Who controls your narrative might be an old trope, but in a book where race is ever bubbling just under the surface, it’s just one more way of recasting the master-slave relationship. While African-American Millie can wave away her charges calling Belgrade a “ghetto” dorm, she’s also obsessed with buying her own house, and saving the money to do that. Agatha semi-unscrupulously figures out a way to listen in on students’ chatter without them knowing, and then sells their stories—doctored to read even better—as a running column in Teen Vogue. For a whole host of reasons, it’s Millie who ends up the most betrayed by becoming mere fodder for one of Agatha’s columns. Tellingly Agatha fails to mention Millie’s race in that piece.

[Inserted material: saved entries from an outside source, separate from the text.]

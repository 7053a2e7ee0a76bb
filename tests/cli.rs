//! CLI smoke tests: spawn the compiled binary against temp files.

use std::fs;
use std::path::{Path, PathBuf};
use std::process::Command;

use tempfile::TempDir;

fn datalyst_binary() -> PathBuf {
    let mut path = std::env::current_exe().unwrap();
    path.pop(); // remove test binary name
    path.pop(); // remove deps/
    path.push("datalyst");
    path
}

fn run_datalyst(args: &[&str], cwd: &Path) -> (String, String, bool) {
    let binary = datalyst_binary();
    let output = Command::new(&binary)
        .args(args)
        .current_dir(cwd)
        .output()
        .unwrap_or_else(|e| panic!("Failed to run datalyst binary at {:?}: {}", binary, e));

    let stdout = String::from_utf8_lossy(&output.stdout).to_string();
    let stderr = String::from_utf8_lossy(&output.stderr).to_string();
    (stdout, stderr, output.status.success())
}

#[test]
fn inspect_prints_shape_and_context() {
    let tmp = TempDir::new().unwrap();
    let file = tmp.path().join("sales.csv");
    fs::write(&file, "date,sales\n2024-01-01,10\n2024-01-02,\n2024-01-03,20\n").unwrap();

    let (stdout, stderr, success) =
        run_datalyst(&["inspect", file.to_str().unwrap()], tmp.path());
    assert!(success, "inspect failed: stdout={}, stderr={}", stdout, stderr);
    assert!(stdout.contains("format:  csv"));
    assert!(stdout.contains("3 rows"));
    assert!(stdout.contains("sales (numeric, 1 missing)"));
}

#[test]
fn inspect_unsupported_file_fails_with_kind() {
    let tmp = TempDir::new().unwrap();
    let file = tmp.path().join("blob.parquet");
    fs::write(&file, [0x00u8, 0x01, 0x02, 0x03]).unwrap();

    let (stdout, stderr, success) =
        run_datalyst(&["inspect", file.to_str().unwrap()], tmp.path());
    assert!(!success, "inspect unexpectedly succeeded: {}", stdout);
    assert!(stderr.contains("unsupported_format"), "stderr={}", stderr);
}

#[test]
fn inspect_missing_file_fails() {
    let tmp = TempDir::new().unwrap();
    let (_, stderr, success) = run_datalyst(&["inspect", "nope.csv"], tmp.path());
    assert!(!success);
    assert!(stderr.contains("Failed to read file"), "stderr={}", stderr);
}

#[test]
fn inspect_docx_reports_text_counts() {
    use std::io::Write;
    let tmp = TempDir::new().unwrap();
    let file = tmp.path().join("memo.docx");

    let mut buf = Vec::new();
    {
        let mut zw = zip::ZipWriter::new(std::io::Cursor::new(&mut buf));
        zw.start_file("word/document.xml", zip::write::SimpleFileOptions::default())
            .unwrap();
        zw.write_all(br#"<?xml version="1.0"?><w:document xmlns:w="http://schemas.openxmlformats.org/wordprocessingml/2006/main"><w:body><w:p><w:r><w:t>budget memo for review</w:t></w:r></w:p></w:body></w:document>"#)
            .unwrap();
        zw.finish().unwrap();
    }
    fs::write(&file, &buf).unwrap();

    let (stdout, stderr, success) =
        run_datalyst(&["inspect", file.to_str().unwrap()], tmp.path());
    assert!(success, "inspect failed: stdout={}, stderr={}", stdout, stderr);
    assert!(stdout.contains("format:  docx"));
    assert!(stdout.contains("word_count: 4"));
    assert!(stdout.contains("budget memo for review"));
}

It’s not a huge jump to wonder how much Reid lets Agatha Paul be her stand-in. Paul gets to manipulate all the coeds’ stories, spying on them to do so, yet it’s Reid who creates this fictional world entirely. From her acknowledgments she put a lot of effort into getting that milieu right, as she had interviewed 30 people for details on RA life, working at Starbucks, performing as a collegiate featured twirler and fire girl, and more. Her three main characters “came” to her from books with wonky titles like Monoculture: How One Story Is Changing Everything and Knocking the Hustle: Against the Neoliberal Turn in Black Politics.

As informed as Reid is about her subject, it’s always her care with her characters that provides the book’s gravitas. How much we get the twenty-four-year-old Millie with the line: “Instead of social media apps, she was always on Zillow.” How much Agatha softens for us, especially if you’ve ever lived in the center of this country, when we learn: “She sat on her porch during lightning storms. She watched with wet feet as the tornado siren wailed.” How much we wish Kennedy more than comfort in crap from K-Mart.

It’s easy to be a bit in awe of how much Kiley Reid must have wielded her red pen, turning the pages of Come and Get It into something so regular, so beautiful.